Nicholas James Loftin (born September 25, 1998) is an American professional baseball infielder and left fielder for the Kansas City Royals of Major League Baseball (MLB). He made his MLB debut in 2023.

==Amateur career==
Loftin attended W. B. Ray High School in Corpus Christi, Texas, where he played baseball. As a senior in 2017, he batted .465 with three home runs alongside going 11–4 with a 1.10 ERA on the mound. He originally committed to play college baseball at Texas A&M University–Corpus Christi, but later switched his commitment to Baylor University. He was not selected out of high school in the 2017 Major League Baseball draft.

In 2018, Loftin's freshman year at Baylor, he appeared in 55 games (making 53 starts), batting .306 with six home runs and 36 RBIs, earning Freshman All-American honors alongside being named to the Big 12 Conference All-Second Team and All-Freshman Team. As a sophomore in 2019, Loftin started 53 games in which he hit .323 with six home runs, 41 RBIs, and 18 doubles. He was named to the All-Big 12 First Team. That summer, he played for both the Hyannis Harbor Hawks of the Cape Cod Baseball League and for the United States collegiate national baseball team. Prior to Loftin's junior year in 2020, he was named the Big 12 Conference Preseason Player of the Year.
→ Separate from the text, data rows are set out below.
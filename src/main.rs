use anyhow::Context;
use clap::Parser;
use dialoguer::Confirm;
use fleet_checkin::{api, cancel, canvas, cli, compress, config, controller, draft, scanner, session, wizard};
use api::HttpBackend;
use cancel::CancelToken;
use canvas::{Compositor, DrawingCanvas};
use cli::{Cli, Commands};
use compress::{Compressor, PhotoInput};
use config::Config;
use controller::FormController;
use draft::{load_draft, DraftStore, FileDraftStore};
use fleet_checkin_common::{draft_key, gauge_line, StrokeHistory};
use std::path::PathBuf;
use wizard::WizardOutcome;

#[tokio::main]
async fn main() -> anyhow::Result<()> {
    let cli = Cli::parse();

    let default_filter = if cli.verbose { "debug" } else { "warn" };
    env_logger::Builder::from_env(env_logger::Env::default().default_filter_or(default_filter)).init();

    let config = Config::load().context("設定の読み込みに失敗")?;

    match cli.command {
        Commands::Run { id_frota, id_empresa, condutor } => {
            println!("🚗 fleet-checkin\n");

            let backend = HttpBackend::new(&config.base_url, config.timeout())?;
            let token = CancelToken::new();
            let _cancel_on_exit = token.drop_guard();

            println!("- Validando QR Code...");
            let opened = session::retrying(
                || session::open_session(&backend, &id_frota, &id_empresa, &token),
                |e| {
                    wizard::print_error(e);
                    Confirm::new()
                        .with_prompt("Tentar novamente?")
                        .default(true)
                        .interact()
                        .unwrap_or(false)
                },
            )
            .await;
            let ctx = opened?;
            wizard::print_vehicle(&ctx.vehicle);

            let store = FileDraftStore::new(config.draft_dir()?);
            let mut form = FormController::mount(ctx.operation, ctx.ids.clone(), &condutor, config.api_key(), store)
                .with_max_photos(config.max_photos);

            match wizard::run_wizard(&mut form, &ctx, &backend, &config).await? {
                WizardOutcome::Submitted(message) => println!("\n✅ {}", message),
                WizardOutcome::Cancelled => println!("\nOperação cancelada."),
            }
        }

        Commands::Compress { inputs, output } => {
            println!("📸 fleet-checkin - compressão\n");

            let paths = scanner::expand_inputs(&inputs)?;
            if paths.is_empty() {
                anyhow::bail!("Nenhuma imagem encontrada");
            }
            std::fs::create_dir_all(&output)
                .with_context(|| format!("出力フォルダを作成できない: {}", output.display()))?;

            let compressor = Compressor::new(config.compression.clone());
            let total = paths.len();
            let pb = wizard::batch_progress(total);
            let mut compressed = 0;

            for path in paths {
                let input = PhotoInput::File(path.clone());
                let name = input.name();
                pb.set_message(name.clone());
                let result = compressor.compress_input(&name, input).await;
                pb.inc(1);

                match result {
                    Ok(image) => {
                        let stem = path
                            .file_stem()
                            .map(|s| s.to_string_lossy().to_string())
                            .unwrap_or_else(|| "foto".into());
                        let target = output.join(format!("{}.{}", stem, image.extension()));
                        std::fs::write(&target, &image.bytes)
                            .with_context(|| format!("書き込み失敗: {}", target.display()))?;
                        pb.println(format!("✔ {} ({:.1} KB)", target.display(), image.len() as f64 / 1024.0));
                        compressed += 1;
                    }
                    Err(e) => pb.println(format!("✖ {}: {}", name, e.user_message())),
                }
            }
            pb.finish_and_clear();

            println!("\n✅ {}/{} imagens comprimidas", compressed, total);
        }

        Commands::Annotate { strokes, output, diagram, width, export } => {
            let content = std::fs::read_to_string(&strokes)
                .with_context(|| format!("読み込み失敗: {}", strokes.display()))?;
            let history = StrokeHistory::from_json(&content)?;

            let diagram: Option<PathBuf> = diagram.or_else(|| config.reference_image.clone());
            let compositor = match &diagram {
                Some(path) => Compositor::open(path)?,
                None => Compositor::blank(800, 500),
            };
            let canvas = DrawingCanvas::new(compositor, history, width)?;
            let image = if export {
                canvas.export()?
            } else {
                canvas
                    .output()
                    .cloned()
                    .context("Não foi possível renderizar o desenho")?
            };
            std::fs::write(&output, &image.bytes)?;
            println!("✔ {} traço(s) → {}", canvas.history().len(), output.display());
        }

        Commands::Draft { op, id_frota, show, clear } => {
            let mut store = FileDraftStore::new(config.draft_dir()?);
            let key = draft_key(op, &id_frota);

            if show || !clear {
                match load_draft(&store, &key) {
                    Some(draft) => {
                        println!("Rascunho {}:", key);
                        println!("  Condutor: {}", draft.condutor);
                        println!("  KM: {}", draft.km);
                        println!("  Combustível: {}", gauge_line(draft.combustivel));
                        println!("  Fotos: {}", draft.fotos.len());
                        println!("  Traços de avaria: {}", draft.desenho_avaria_history.len());
                        println!("  Arquivo: {}", store.path_for(&key).display());
                    }
                    None => println!("Nenhum rascunho para {}", key),
                }
            }

            if clear {
                if store.clear(&key)? {
                    println!("✔ Rascunho removido");
                } else {
                    println!("Nenhum rascunho para remover");
                }
            }
        }

        Commands::Config { show, set_api_key, set_base_url } => {
            let mut config = config;

            if let Some(key) = set_api_key {
                config.set_api_key(key)?;
                println!("✔ APIキーを設定しました");
            }
            if let Some(url) = set_base_url {
                config.set_base_url(url)?;
                println!("✔ URLを設定しました");
            }

            if show {
                println!("設定:");
                println!("  URL: {}", config.base_url);
                println!("  タイムアウト: {}秒", config.timeout_seconds);
                println!("  写真上限: {}枚", config.max_photos);
                println!(
                    "  圧縮: 最大{}px / {}MB / 品質{}",
                    config.compression.max_dimension, config.compression.max_size_mb, config.compression.initial_quality
                );
                println!("  APIキー: {}", if config.api_key().is_empty() { "未設定" } else { "設定済み" });
                println!("  下書き: {}", config.draft_dir()?.display());
            }
        }
    }

    Ok(())
}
Over 14 games for his junior season, he batted .298 with two home runs and 15 RBIs before the college baseball season was cut short due to the COVID-19 pandemic.

==Professional career==
The Kansas City Royals selected Loftin with the 32nd overall pick in the 2020 Major League Baseball draft. On June 23, Loftin signed with the Royals on a $3 million signing bonus. He did not play in a game in 2020 due to the cancellation of the minor league season because of the COVID-19 pandemic.

Loftin was assigned to the Quad Cities River Bandits of the High-A Central for the 2021 season, slashing .289/.373/.463 with ten home runs and 57 RBIs over ninety games. He was assigned to the Northwest Arkansas Naturals of the Double-A Texas League to begin the 2022 season. In early August, he was promoted to the Omaha Storm Chasers of the Triple-A International League. Over 128 games between the two teams, he slashed .254/.333/.403 with 17 home runs and 66 RBIs. Loftin returned to Omaha to open the 2023 season. In 82 games in Triple-A, he batted .270/.344/.444 with 14 home runs and 56 RBI.
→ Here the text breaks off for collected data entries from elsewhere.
//! エンコード済み画像（写真・描き込み結果・レシート）
//!
//! 下書きJSONには Data URL 文字列として保存する。

use base64::{engine::general_purpose::STANDARD, Engine as _};
use serde::{Deserialize, Serialize};

/// MIMEタイプ付きのエンコード済み画像
#[derive(Debug, Clone, PartialEq, Eq, Serialize, Deserialize)]
#[serde(try_from = "String", into = "String")]
pub struct EncodedImage {
    pub mime: String,
    pub bytes: Vec<u8>,
}

impl EncodedImage {
    pub fn new(mime: impl Into<String>, bytes: Vec<u8>) -> Self {
        Self {
            mime: mime.into(),
            bytes,
        }
    }

    pub fn jpeg(bytes: Vec<u8>) -> Self {
        Self::new("image/jpeg", bytes)
    }

    pub fn png(bytes: Vec<u8>) -> Self {
        Self::new("image/png", bytes)
    }

    pub fn len(&self) -> usize {
        self.bytes.len()
    }

    pub fn is_empty(&self) -> bool {
        self.bytes.is_empty()
    }

    /// "data:image/jpeg;base64,..." 形式に変換
    pub fn to_data_url(&self) -> String {
        format!("data:{};base64,{}", self.mime, STANDARD.encode(&self.bytes))
    }

    /// Data URLを解析
    ///
    /// base64部分が壊れている場合は None。MIMEが取れない場合は image/jpeg とみなす。
    pub fn from_data_url(data_url: &str) -> Option<Self> {
        let (header, payload) = data_url.split_once(',')?;
        let mime = header
            .strip_prefix("data:")
            .and_then(|s| s.split(';').next())
            .filter(|s| !s.is_empty())
            .unwrap_or("image/jpeg");
        let bytes = STANDARD.decode(payload.trim()).ok()?;
        Some(Self::new(mime, bytes))
    }

    /// 送信時のファイル拡張子
    pub fn extension(&self) -> &'static str {
        match self.mime.as_str() {
            "image/png" => "png",
            "image/webp" => "webp",
            _ => "jpg",
        }
    }
}

impl TryFrom<String> for EncodedImage {
    type Error = String;

    fn try_from(value: String) -> Result<Self, Self::Error> {
        Self::from_data_url(&value).ok_or_else(|| "invalid data URL".to_string())
    }
}

impl From<EncodedImage> for String {
    fn from(image: EncodedImage) -> Self {
        image.to_data_url()
    }
}
//! サーバー応答本文の解釈
//!
//! JSONでない本文（PHPのエラーページなど）から読めるメッセージを拾う。

use crate::error::FleetError;
use regex::Regex;
use serde::de::DeserializeOwned;

/// 応答を読む文脈（データベースエラー時のメッセージが変わる）
#[derive(Debug, Clone, Copy, PartialEq, Eq)]
pub enum ResponseContext {
    /// QR読み取り・車両データ取得
    Lookup,
    /// 送信
    Submit,
}

impl ResponseContext {
    fn database_message(&self) -> &'static str {
        match self {
            ResponseContext::Lookup => "Erro de configuração do banco de dados. Tabela não encontrada.",
            ResponseContext::Submit => "Erro de banco de dados durante a operação.",
        }
    }
}

/// バックエンドのメッセージから改行エスケープを除く
pub fn clean_error_message(message: &str) -> String {
    message.replace("\\n\\r", "\n").replace("\\n", "\n").trim().to_string()
}

/// JSONでない本文からエラーメッセージを作る
pub fn describe_malformed(body: &str, context: ResponseContext) -> String {
    lazy_static::lazy_static! {
        static ref BOLD_RE: Regex = Regex::new(r"<b>(.*?)</b>").unwrap();
        static ref ERROR_P_RE: Regex = Regex::new(r#"<p class="error">(.*?)</p>"#).unwrap();
    }

    if body.contains("Database Error") || body.contains("Error Number") {
        return context.database_message().to_string();
    }

    let fragment = BOLD_RE
        .captures(body)
        .or_else(|| ERROR_P_RE.captures(body))
        .and_then(|c| c.get(1))
        .map(|m| m.as_str().trim().to_string());

    match fragment {
        Some(text) => format!("Erro do servidor: {}", text),
        None => "Resposta inválida do servidor.".to_string(),
    }
}

/// 本文をJSONとして読む。読めなければ `MalformedResponse`
pub fn parse_json<T: DeserializeOwned>(body: &str, context: ResponseContext) -> Result<T, FleetError> {
    serde_json::from_str(body).map_err(|e| {
        let preview: String = body.chars().take(500).collect();
        log::error!("JSONでない応答 ({}): {}", e, preview);
        FleetError::MalformedResponse(describe_malformed(body, context))
    })
}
On September 1, 2023, Loftin was selected to the 40-man roster and promoted to the major leagues for the first time. He made his MLB debut that day versus the Boston Red Sox and went 2-for-3 with a double, a walk, an RBI, and one run scored in a 13-2 Royals win.

The Royals named Loftin to his first ever Opening Day roster to begin the 2024 season. On May 31, 2024, he pitched a scoreless ninth inning in relief during a blowout against the San Diego Padres. On June 20, Loftin hit his first MLB home run off of Hogan Harris of the Oakland Athletics. Across 56 appearances for the Royals, he batted .189/.282/.236 with one home run, 14 RBI, and one stolen base. He also played with Omaha and hit .302 with seven home runs over 58 games.

Loftin was optioned to Omaha to begin the 2025 season. He was recalled by the Royals on April 27. Loftin played in 67 games for the Royals and hit .208 with four home runs and 20 RBI. Across 43 games in the minor leagues with Omaha, he batted .303.